Stored items
━━━━━━━━━━━━━━━━

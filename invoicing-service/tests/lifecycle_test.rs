mod common;

use axum::body::to_bytes;
use axum::http::{header, Method, StatusCode};
use chrono::{Duration, Utc};
use common::{money, TestApp};
use rust_decimal_macros::dec;
use serde_json::json;

fn item() -> serde_json::Value {
    json!([{ "description": "Konsultacija", "quantity": "1", "unit_price": "100.00", "tax_rate": 21 }])
}

#[tokio::test]
async fn sending_emails_the_pdf_and_assigns_a_reference() {
    let app = TestApp::new();
    let token = app.token().await;
    let client_id = app.create_client(&token, "UAB Klientas").await;
    let emails_before = app.email.send_count();

    let sent = app.sent_invoice(&token, &client_id).await;

    assert_eq!(sent["status"], "sent");
    assert!(sent["sent_utc"].is_string());
    let reference = sent["payment_reference"].as_str().unwrap();
    assert!(reference.starts_with("SF"));
    assert_eq!(reference.len(), 34);

    assert_eq!(app.email.send_count(), emails_before + 1);
    let message = app.email.last_message().unwrap();
    assert_eq!(message.to, "buhalterija@klientas.lt");
    let attachment = message.attachment.unwrap();
    assert_eq!(attachment.filename, "SF000001.pdf");
    assert!(attachment.data.starts_with(b"%PDF"));
}

#[tokio::test]
async fn failed_delivery_leaves_the_invoice_in_draft() {
    let app = TestApp::new();
    let token = app.token().await;
    let client_id = app.create_client(&token, "UAB Klientas").await;
    let draft = app.create_invoice(&token, &client_id, item()).await;
    let id = draft["invoice_id"].as_str().unwrap();

    app.email.set_failing(true);
    let (status, _) = app.post(&format!("/invoices/{id}/send"), &token, json!({})).await;
    assert_eq!(status, StatusCode::INTERNAL_SERVER_ERROR);

    let (_, detail) = app.get(&format!("/invoices/{id}"), &token).await;
    assert_eq!(detail["status"], "draft");
    assert!(detail["payment_reference"].is_null());

    app.email.set_failing(false);
    let (status, sent) = app.post(&format!("/invoices/{id}/send"), &token, json!({})).await;
    assert_eq!(status, StatusCode::OK);
    assert_eq!(sent["status"], "sent");
}

#[tokio::test]
async fn empty_invoices_and_clients_without_email_cannot_be_sent() {
    let app = TestApp::new();
    let token = app.token().await;
    let client_id = app.create_client(&token, "UAB Klientas").await;
    let empty = app.create_invoice(&token, &client_id, json!([])).await;
    let (status, _) = app
        .post(&format!("/invoices/{}/send", empty["invoice_id"].as_str().unwrap()), &token, json!({}))
        .await;
    assert_eq!(status, StatusCode::BAD_REQUEST);

    let (_, silent) = app.post("/clients", &token, json!({ "name": "Be pašto" })).await;
    let no_email = app
        .create_invoice(&token, silent["client_id"].as_str().unwrap(), item())
        .await;
    let (status, _) = app
        .post(&format!("/invoices/{}/send", no_email["invoice_id"].as_str().unwrap()), &token, json!({}))
        .await;
    assert_eq!(status, StatusCode::BAD_REQUEST);
}

#[tokio::test]
async fn only_drafts_can_be_edited() {
    let app = TestApp::new();
    let token = app.token().await;
    let client_id = app.create_client(&token, "UAB Klientas").await;
    let sent = app.sent_invoice(&token, &client_id).await;
    let id = sent["invoice_id"].as_str().unwrap();
    let item_id = sent["items"][0]["line_item_id"].as_str().unwrap();

    let (status, _) = app
        .put(&format!("/invoices/{id}"), &token, json!({ "notes": "Ačiū" }))
        .await;
    assert_eq!(status, StatusCode::BAD_REQUEST);

    let (status, _) = app
        .post(
            &format!("/invoices/{id}/items"),
            &token,
            json!({ "description": "Papildomai", "quantity": "1", "unit_price": "5" }),
        )
        .await;
    assert_eq!(status, StatusCode::BAD_REQUEST);

    let (status, _) = app
        .put(&format!("/invoices/{id}/items/{item_id}"), &token, json!({ "quantity": "2" }))
        .await;
    assert_eq!(status, StatusCode::BAD_REQUEST);

    let (_, detail) = app.get(&format!("/invoices/{id}"), &token).await;
    assert_eq!(money(&detail["total"]), dec!(121.00));
}

#[tokio::test]
async fn paid_invoices_cannot_be_cancelled() {
    let app = TestApp::new();
    let token = app.token().await;
    let client_id = app.create_client(&token, "UAB Klientas").await;
    let sent = app.sent_invoice(&token, &client_id).await;
    let id = sent["invoice_id"].as_str().unwrap();

    let (status, paid) = app
        .post(&format!("/invoices/{id}/pay"), &token, json!({ "paid_date": "2024-05-02" }))
        .await;
    assert_eq!(status, StatusCode::OK);
    assert_eq!(paid["status"], "paid");
    assert_eq!(paid["paid_date"], "2024-05-02");
    assert_eq!(money(&paid["paid_amount"]), dec!(121.00));

    let (status, _) = app.post(&format!("/invoices/{id}/cancel"), &token, json!({})).await;
    assert_eq!(status, StatusCode::BAD_REQUEST);
}

#[tokio::test]
async fn paid_amount_must_fit_a_stored_amount() {
    let app = TestApp::new();
    let token = app.token().await;
    let client_id = app.create_client(&token, "UAB Klientas").await;
    let sent = app.sent_invoice(&token, &client_id).await;
    let id = sent["invoice_id"].as_str().unwrap();

    for paid_amount in ["120.005", "1000000000000"] {
        let (status, body) = app
            .post(&format!("/invoices/{id}/pay"), &token, json!({ "paid_amount": paid_amount }))
            .await;
        assert_eq!(status, StatusCode::BAD_REQUEST, "{body}");
    }

    let (status, paid) = app
        .post(&format!("/invoices/{id}/pay"), &token, json!({ "paid_amount": "120.50" }))
        .await;
    assert_eq!(status, StatusCode::OK);
    assert_eq!(money(&paid["paid_amount"]), dec!(120.50));
}

#[tokio::test]
async fn drafts_cannot_be_paid_and_cancelled_invoices_stay_cancelled() {
    let app = TestApp::new();
    let token = app.token().await;
    let client_id = app.create_client(&token, "UAB Klientas").await;
    let draft = app.create_invoice(&token, &client_id, item()).await;
    let id = draft["invoice_id"].as_str().unwrap();

    let (status, _) = app.post(&format!("/invoices/{id}/pay"), &token, json!({})).await;
    assert_eq!(status, StatusCode::BAD_REQUEST);

    let (status, cancelled) = app.post(&format!("/invoices/{id}/cancel"), &token, json!({})).await;
    assert_eq!(status, StatusCode::OK);
    assert_eq!(cancelled["status"], "cancelled");

    for action in ["send", "pay", "cancel"] {
        let (status, _) = app
            .post(&format!("/invoices/{id}/{action}"), &token, json!({}))
            .await;
        assert_eq!(status, StatusCode::BAD_REQUEST, "{action}");
    }
}

#[tokio::test]
async fn past_due_sent_invoices_read_as_overdue_and_can_still_be_paid() {
    let app = TestApp::new();
    let token = app.token().await;
    let client_id = app.create_client(&token, "UAB Klientas").await;
    let today = Utc::now().date_naive();

    let (status, draft) = app
        .post(
            "/invoices",
            &token,
            json!({
                "client_id": client_id,
                "invoice_date": (today - Duration::days(30)).to_string(),
                "due_date": (today - Duration::days(16)).to_string(),
                "items": item()
            }),
        )
        .await;
    assert_eq!(status, StatusCode::CREATED);
    let id = draft["invoice_id"].as_str().unwrap();
    let (status, _) = app.post(&format!("/invoices/{id}/send"), &token, json!({})).await;
    assert_eq!(status, StatusCode::OK);

    let (_, detail) = app.get(&format!("/invoices/{id}"), &token).await;
    assert_eq!(detail["status"], "overdue");

    let (_, list) = app.get("/invoices?status=overdue", &token).await;
    assert_eq!(list["total"], 1);

    let (status, paid) = app.post(&format!("/invoices/{id}/pay"), &token, json!({})).await;
    assert_eq!(status, StatusCode::OK);
    assert_eq!(paid["status"], "paid");
}

#[tokio::test]
async fn due_date_defaults_to_payment_terms_and_cannot_precede_invoice_date() {
    let app = TestApp::new();
    let token = app.token().await;
    let client_id = app.create_client(&token, "UAB Klientas").await;

    let (_, draft) = app
        .post(
            "/invoices",
            &token,
            json!({ "client_id": client_id, "invoice_date": "2024-03-01" }),
        )
        .await;
    assert_eq!(draft["due_date"], "2024-03-15");

    let (status, _) = app
        .post(
            "/invoices",
            &token,
            json!({ "client_id": client_id, "invoice_date": "2024-03-01", "due_date": "2024-02-28" }),
        )
        .await;
    assert_eq!(status, StatusCode::BAD_REQUEST);
}

#[tokio::test]
async fn duplicate_creates_a_new_draft_with_the_same_lines() {
    let app = TestApp::new();
    let token = app.token().await;
    let client_id = app.create_client(&token, "UAB Klientas").await;
    let sent = app.sent_invoice(&token, &client_id).await;

    let (status, copy) = app
        .post(
            &format!("/invoices/{}/duplicate", sent["invoice_id"].as_str().unwrap()),
            &token,
            json!({}),
        )
        .await;
    assert_eq!(status, StatusCode::CREATED);
    assert_eq!(copy["status"], "draft");
    assert_eq!(copy["invoice_number"], "SF000002");
    assert_eq!(copy["invoice_date"], Utc::now().date_naive().to_string());
    assert_eq!(copy["items"].as_array().unwrap().len(), 1);
    assert_eq!(money(&copy["total"]), money(&sent["total"]));
    assert!(copy["payment_reference"].is_null());
}

#[tokio::test]
async fn reminders_go_out_only_for_outstanding_invoices() {
    let app = TestApp::new();
    let token = app.token().await;
    let client_id = app.create_client(&token, "UAB Klientas").await;
    let draft = app.create_invoice(&token, &client_id, item()).await;
    let (status, _) = app
        .post(&format!("/invoices/{}/remind", draft["invoice_id"].as_str().unwrap()), &token, json!({}))
        .await;
    assert_eq!(status, StatusCode::BAD_REQUEST);

    let sent = app.sent_invoice(&token, &client_id).await;
    let before = app.email.send_count();
    let (status, _) = app
        .post(&format!("/invoices/{}/remind", sent["invoice_id"].as_str().unwrap()), &token, json!({}))
        .await;
    assert_eq!(status, StatusCode::OK);
    assert_eq!(app.email.send_count(), before + 1);
    assert!(app.email.last_message().unwrap().attachment.is_none());
}

#[tokio::test]
async fn pdf_download_is_an_attachment() {
    let app = TestApp::new();
    let token = app.token().await;
    let client_id = app.create_client(&token, "UAB Klientas").await;
    let draft = app.create_invoice(&token, &client_id, item()).await;

    let response = app
        .raw(
            Method::GET,
            &format!("/invoices/{}/pdf", draft["invoice_id"].as_str().unwrap()),
            Some(&token),
            None,
        )
        .await;
    assert_eq!(response.status(), StatusCode::OK);
    assert_eq!(response.headers()[header::CONTENT_TYPE], "application/pdf");
    assert_eq!(
        response.headers()[header::CONTENT_DISPOSITION],
        "attachment; filename=\"SF000001.pdf\""
    );
    let bytes = to_bytes(response.into_body(), usize::MAX).await.unwrap();
    assert!(bytes.starts_with(b"%PDF"));
}

#[tokio::test]
async fn invoices_of_other_companies_are_not_found() {
    let app = TestApp::new();
    let owner = app.token().await;
    let stranger = app.token().await;
    let client_id = app.create_client(&owner, "UAB Klientas").await;
    let draft = app.create_invoice(&owner, &client_id, item()).await;
    let id = draft["invoice_id"].as_str().unwrap();

    let (status, _) = app.get(&format!("/invoices/{id}"), &stranger).await;
    assert_eq!(status, StatusCode::NOT_FOUND);
    let (status, _) = app.post(&format!("/invoices/{id}/cancel"), &stranger, json!({})).await;
    assert_eq!(status, StatusCode::NOT_FOUND);
}
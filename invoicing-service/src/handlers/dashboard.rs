use axum::{extract::State, Json};
use service_core::error::AppError;

use crate::middleware::CurrentActor;
use crate::services::reports::Dashboard;
use crate::AppState;

/// Headline numbers, recent and overdue invoices, and a six month revenue chart
#[utoipa::path(
    get,
    path = "/dashboard",
    responses((status = 200, description = "Dashboard", body = Dashboard)),
    security(("bearer_auth" = [])),
    tag = "Reports"
)]
pub async fn dashboard(
    State(state): State<AppState>,
    CurrentActor(actor): CurrentActor,
) -> Result<Json<Dashboard>, AppError> {
    Ok(Json(
        state
            .reports
            .dashboard(actor.user_id, &actor.company)
            .await?,
    ))
}
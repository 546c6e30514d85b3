//! Line item model for invoicing-service.

use chrono::{DateTime, Utc};
use rust_decimal::Decimal;
use serde::{Deserialize, Serialize};
use sqlx::FromRow;
use utoipa::ToSchema;
use uuid::Uuid;

use crate::domain::calculator::{calculate_line, LineAmounts};
use crate::domain::InvoiceError;

/// Line item on an invoice. `line_total` and `line_tax` are cached derived
/// values, refreshed whenever the line is written.
#[derive(Debug, Clone, Serialize, Deserialize, FromRow, ToSchema)]
pub struct LineItem {
    pub line_item_id: Uuid,
    pub invoice_id: Uuid,
    pub company_id: Uuid,
    pub product_id: Option<Uuid>,
    pub description: String,
    pub quantity: Decimal,
    #[schema(example = "vnt.")]
    pub unit: String,
    pub unit_price: Decimal,
    #[schema(example = 21)]
    pub tax_rate: i32,
    pub line_total: Decimal,
    pub line_tax: Decimal,
    pub position: i32,
    pub created_utc: DateTime<Utc>,
}

/// A line ready to be stored, amounts already calculated.
#[derive(Debug, Clone)]
pub struct NewLineItem {
    pub product_id: Option<Uuid>,
    pub description: String,
    pub quantity: Decimal,
    pub unit: String,
    pub unit_price: Decimal,
    pub tax_rate: i32,
    pub line_total: Decimal,
    pub line_tax: Decimal,
}

impl NewLineItem {
    pub fn new(
        product_id: Option<Uuid>,
        description: String,
        quantity: Decimal,
        unit: String,
        unit_price: Decimal,
        tax_rate: i32,
    ) -> Result<Self, InvoiceError> {
        let LineAmounts {
            line_total,
            line_tax,
        } = calculate_line(quantity, unit_price, Decimal::from(tax_rate))?;
        Ok(Self {
            product_id,
            description,
            quantity,
            unit,
            unit_price,
            tax_rate,
            line_total,
            line_tax,
        })
    }

    /// Copy of an existing line, amounts recalculated.
    pub fn from_existing(item: &LineItem) -> Result<Self, InvoiceError> {
        Self::new(
            item.product_id,
            item.description.clone(),
            item.quantity,
            item.unit.clone(),
            item.unit_price,
            item.tax_rate,
        )
    }
}

/// Partial update of a line item.
#[derive(Debug, Clone, Default)]
pub struct UpdateLineItem {
    pub description: Option<String>,
    pub quantity: Option<Decimal>,
    pub unit: Option<String>,
    pub unit_price: Option<Decimal>,
    pub tax_rate: Option<i32>,
}

impl UpdateLineItem {
    /// `item` with this update's fields merged in. Amounts are left stale.
    pub fn merged(&self, item: &LineItem) -> LineItem {
        let mut merged = item.clone();
        if let Some(description) = &self.description {
            merged.description = description.clone();
        }
        if let Some(quantity) = self.quantity {
            merged.quantity = quantity;
        }
        if let Some(unit) = &self.unit {
            merged.unit = unit.clone();
        }
        if let Some(unit_price) = self.unit_price {
            merged.unit_price = unit_price;
        }
        if let Some(tax_rate) = self.tax_rate {
            merged.tax_rate = tax_rate;
        }
        merged
    }

    /// Merge onto `item` and recalculate its amounts. `item` is untouched
    /// when the merged line cannot be priced.
    pub fn apply_to(&self, item: &mut LineItem) -> Result<(), InvoiceError> {
        let mut merged = self.merged(item);
        let amounts = calculate_line(merged.quantity, merged.unit_price, Decimal::from(merged.tax_rate))?;
        merged.line_total = amounts.line_total;
        merged.line_tax = amounts.line_tax;
        *item = merged;
        Ok(())
    }
}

━━━━━━━━━━━━━━━━

Task item
Every line above that includes the word "CurrentActor" must appear in the answer.

Solved exercise
use crate::middleware::CurrentActor;
    CurrentActor(actor): CurrentActor,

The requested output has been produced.